エウノミア族(エウノミアぞく)は、主にS型小惑星で構成される比較的大きな小惑星族。メインベルト(小惑星帯)中部の一番有名な小惑星族であり、メインベルト小惑星のうちおよそ5%がこの小惑星族に属している。

エウノミアの軌道

特徴 編集

最大の小惑星は (15) エウノミアである。岩石質 (stony) のS型小惑星のなかでも最大で、長径は約300kmであり、平均直径も250km、この族のほぼ中心部に位置している。

エウノミアは母天体であった小惑星の70%以上を含むと推定されている。母天体は平均径が約280kmで、衝突により粉砕されて小惑星族を形成したと考えられる。エウノミアの表層と小惑星族の小さなメンバーのスペクトルに多少ばらつきが見られることから、母天体はある程度まで分化が進んでいたと思われる。 にもかかわらず、別の研究ではその衝突の前にまだ小衝突があったと考えられている。その衝突は小規模であったものの、50kmほどの小惑星が22,000 km/hで衝突したと考えられている。

他の族構成員はエウノミアの周辺軌道に散見される。 次に大きい小惑星は直径約65kmの (258) ティケであるが、その軌道はエウノミア族と捉えられる領域のうち最も端に位置しているため侵入者ではないかと考えられる。 確実にメンバーである小惑星でその次に大きいサイズは、直径30km程度のものがいくつかある。

分光器による観測では構成員とみなされる小惑星は全てS型小惑星であった。これはそれらが主として岩石(氷ではなく)からなり、表層はケイ素とニッケルや鉄などの化合物であることを示している。このため、この小惑星族はサイズの割には明るい。

この小惑星族の構成員は小さいものが多い。小型の小惑星は二次的な衝突や摂動ヤルコフスキー効果などによって時間がたつにつれ散っていくはずであるので、この小惑星族は(天文学的なタイムスケールで言えば)比較的新しいものだと考えられる。

2000年、土星探査機カッシーニがエウノミア族の小さな構成員である (2685) マサースキーをフライバイした。

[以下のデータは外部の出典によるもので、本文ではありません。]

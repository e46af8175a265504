//! Lantern Core — shared domain types.
//!
//! This crate defines the types every other crate depends on: the error
//! taxonomy, action normalization and the blocked-command policy, session
//! labels, and the reply chunker. It contains no I/O.

pub mod action;
pub mod chunk;
pub mod error;
pub mod session;
//! Game-runner abstraction.

use async_trait::async_trait;
use lantern_core::action::Action;
use lantern_core::error::BridgeError;
use lantern_core::session::SessionLabel;

/// One entry in the game-runner's process listing.
///
/// The runner occasionally reports entries without a pid (a process that
/// died but has not been reaped); such entries are treated as "no game", not
/// as errors.
#[derive(Debug, Clone)]
pub struct GameListing {
    /// Opaque process handle, when the process is actually live.
    pub pid: Option<String>,
    /// Session label the process was spawned under.
    pub label: String,
}

/// Result of spawning a process for a session.
#[derive(Debug, Clone)]
pub struct SpawnedGame {
    /// Opaque handle to the interpreter process.
    pub pid: String,
    /// Introductory or continuation text emitted on spawn. This is the
    /// provisional reply: it becomes the final answer when no prior save
    /// exists.
    pub reply: String,
}

/// Result of a tolerant restore request.
#[derive(Debug, Clone, Copy, PartialEq, Eq)]
pub enum RestoreOutcome {
    /// A prior save existed and is now loaded — continuing session.
    Restored,
    /// No usable save — brand-new session, the provisional reply stands.
    NoSavedGame,
}

/// HTTP surface of the external game-runner.
///
/// Every method maps to one round trip. Transport failures are surfaced as
/// [`BridgeError::Transport`]; only `restore_game` tolerates a non-success
/// status, because "no save yet" arrives as one.
#[async_trait]
pub trait GameRunner: Send + Sync {
    /// Lists all running interpreter processes.
    async fn list_games(&self) -> Result<Vec<GameListing>, BridgeError>;

    /// Spawns an interpreter for `game` under `label`, or returns the
    /// process already registered under that label.
    async fn spawn_game(&self, game: &str, label: &SessionLabel)
    -> Result<SpawnedGame, BridgeError>;

    /// Attempts to restore the session's save slot into process `pid`.
    async fn restore_game(&self, pid: &str) -> Result<RestoreOutcome, BridgeError>;

    /// Forwards one user command to process `pid`, returning the
    /// interpreter's text output for the turn.
    async fn send_action(&self, pid: &str, action: &Action) -> Result<String, BridgeError>;

    /// Persists process `pid`'s state to the session's save slot.
    async fn save_game(&self, pid: &str) -> Result<(), BridgeError>;

    /// Destroys process `pid`.
    async fn delete_game(&self, pid: &str) -> Result<(), BridgeError>;
}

しかし、最接近時でも100万km以上の距離があったために、表面の観測をするには遠すぎた。

軌道の特徴 編集

エウノミア族は木星と3:1または8:3の軌道共鳴が起きる位置の中間にあり、高い軌道傾斜角を持っている。

ZappalàによるHCM数値解析では、この小惑星族のコアメンバーの軌道は下記の通りである。

軌道長半径 離心率 軌道傾斜角
min 2.54 AU 0.121 11.6°
max 2.72 AU 0.180 14.8°

また、全体的には下記の範囲も含む。

軌道長半径 離心率 軌道傾斜角
min 2.53 AU 0.078 11.1°
max 2.72 AU 0.218 15.8°

1995年の解析ではコアメンバーだけでも439の小惑星があり、2005年の軌道特徴調査では96944個のうち4649個がこの小惑星族の範囲内に軌道を横たえているとされる。このため、メインベルトの5%がこの小惑星族に含まれると考えられる。

侵入小惑星 編集

軌道を共有するものの、スペクトルタイプから同じ衝突で出来たのではないと考えられる構成員もある。以下はスペクトルの調査、PDS小惑星分類学の数値検査などでS型小惑星ではないと判明したため、この小惑星族ではないと考えられるものである。

(85) イオ、(141) ルーメン、(546) ヘロディアス、(657) グンレード、(1094) シベリア、(1275) Cimbria。